Probably one of the best written books I've ever read. Tracy Clark  |  25 reviewers made a similar statement
The story is wonderful too, full of twists and minus any saccharine happy ending. Elizabeth Hendry  |  19 reviewers made a similar statement
I almost knew too much about the characters, and became disgusted by them. E. L. Weinhold  |  15 reviewers made a similar statement
Most Helpful Customer Reviews
54 of 59 people found the following review helpful
4.0 out of 5 stars Would Scare The Dickens Out Of Charles D.! January 26, 2000
Format:Paperback
Dickensian, or so and so meets Dickens, is probably a publicist at work. This authoress writes in a style that is her own, so if a label is to be attached how about "Holmanian". That this books take place in the 19th century does not require a comparison to Charles Dickens, Wilkie Collins, or Anthony Trollope. If her next book takes place in the 21st century will she be compared to Isimov?
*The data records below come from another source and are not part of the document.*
use std::sync::Arc;

use axum::{
    Router,
    body::Body,
    http::{Request, header},
    response::Response,
};
use http_body_util::BodyExt;
use migration::{Migrator, MigratorTrait};
use platform_db::{DatabaseSettings, DbPool};
use serde_json::Value;

use crate::{
    config::AppConfig,
    http::{AppState, build_router},
};

/// Router over a fresh, migrated in-memory store, plus a handle on that store.
pub async fn test_app() -> (Router, DbPool) {
    let pool = platform_db::connect(&DatabaseSettings::in_memory())
        .await
        .unwrap();
    Migrator::up(&pool, None).await.unwrap();
    let state = AppState {
        pool: pool.clone(),
        config: Arc::new(AppConfig::default().with_in_memory_database()),
    };
    (build_router(state), pool)
}

pub async fn test_router() -> Router {
    test_app().await.0
}

pub fn json_request(method: &str, uri: &str, body: Value) -> Request<Body> {
    Request::builder()
        .method(method)
        .uri(uri)
        .header(header::CONTENT_TYPE, "application/json")
        .body(Body::from(body.to_string()))
        .unwrap()
}

pub async fn body_json(response: Response) -> Value {
    let bytes = response.into_body().collect().await.unwrap().to_bytes();
    serde_json::from_slice(&bytes).unwrap()
}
This book is well written; an interesting tale, some history, and I would happily have read it were it twice as long. This Authoress's very harsh, foul, and all 5 sense offending England, makes many descriptions that others have written, descriptive of a city that while not perfect, is tolerable, and tolerated.

This book rubs the reader raw, nothing is embellished, think of something that you fear, and then imagine it has been brought to the page with a beautiful turn of phrase. This Authoress writes what other authors, and other readers may have been thinking. Many have mentioned topics in the book in their reviews, if they make you shift a bit in your seat, Sheri Holman will keep you there as going to bed and dreaming of her characters would be exponentially more frightening.

I enjoyed the book enough to go and pursue her first, and subsequent works will be added to my reading as well.

Good read, you would not be disappointed, just a bit unnerved.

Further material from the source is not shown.